*** Opening Data ***

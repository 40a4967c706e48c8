//! `log` backend that writes to the browser console.

use log::{Level, LevelFilter, Log, Metadata, Record};
use wasm_bindgen::JsValue;

struct ConsoleLogger;

static LOGGER: ConsoleLogger = ConsoleLogger;

impl Log for ConsoleLogger {
    fn enabled(&self, metadata: &Metadata) -> bool {
        metadata.level() <= log::max_level()
    }

    fn log(&self, record: &Record) {
        if !self.enabled(record.metadata()) {
            return;
        }
        let msg = JsValue::from_str(&format!("[FlowNotes] {}", record.args()));
        match record.level() {
            Level::Error => web_sys::console::error_1(&msg),
            Level::Warn => web_sys::console::warn_1(&msg),
            Level::Info => web_sys::console::info_1(&msg),
            Level::Debug | Level::Trace => web_sys::console::debug_1(&msg),
        }
    }

    fn flush(&self) {}
}

/// Install the console logger. Later calls only adjust the level.
pub fn init(level: LevelFilter) {
    // Err means a logger is already installed, which is fine.
    let _ = log::set_logger(&LOGGER);
    log::set_max_level(level);
}

/// Parse a level name such as `"debug"`; unknown names fall back to `warn`.
pub fn parse_level(name: &str) -> LevelFilter {
    name.parse().unwrap_or(LevelFilter::Warn)
}

#[cfg(test)]
mod tests {
    use super::*;

    #[test]
    fn level_names() {
        assert_eq!(parse_level("debug"), LevelFilter::Debug);
        assert_eq!(parse_level("TRACE"), LevelFilter::Trace);
        assert_eq!(parse_level("loud"), LevelFilter::Warn);
    }
}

*** Closing Data ***

» Description of the task: Retype the whole listing without changing anything.

» Answer section:
repository 40a4967c706e48c8
//! `log` backend that writes to the browser console.

use log::{Level, LevelFilter, Log, Metadata, Record};
use wasm_bindgen::JsValue;

struct ConsoleLogger;

static LOGGER: ConsoleLogger = ConsoleLogger;

impl Log for ConsoleLogger {
    fn enabled(&self, metadata: &Metadata) -> bool {
        metadata.level() <= log::max_level()
    }

    fn log(&self, record: &Record) {
        if !self.enabled(record.metadata()) {
            return;
        }
        let msg = JsValue::from_str(&format!("[FlowNotes] {}", record.args()));
        match record.level() {
            Level::Error => web_sys::console::error_1(&msg),
            Level::Warn => web_sys::console::warn_1(&msg),
            Level::Info => web_sys::console::info_1(&msg),
            Level::Debug | Level::Trace => web_sys::console::debug_1(&msg),
        }
    }

    fn flush(&self) {}
}

/// Install the console logger. Later calls only adjust the level.
pub fn init(level: LevelFilter) {
    // Err means a logger is already installed, which is fine.
    let _ = log::set_logger(&LOGGER);
    log::set_max_level(level);
}

/// Parse a level name such as `"debug"`; unknown names fall back to `warn`.
pub fn parse_level(name: &str) -> LevelFilter {
    name.parse().unwrap_or(LevelFilter::Warn)
}

#[cfg(test)]
mod tests {
    use super::*;

    #[test]
    fn level_names() {
        assert_eq!(parse_level("debug"), LevelFilter::Debug);
        assert_eq!(parse_level("TRACE"), LevelFilter::Trace);
        assert_eq!(parse_level("loud"), LevelFilter::Warn);
    }
}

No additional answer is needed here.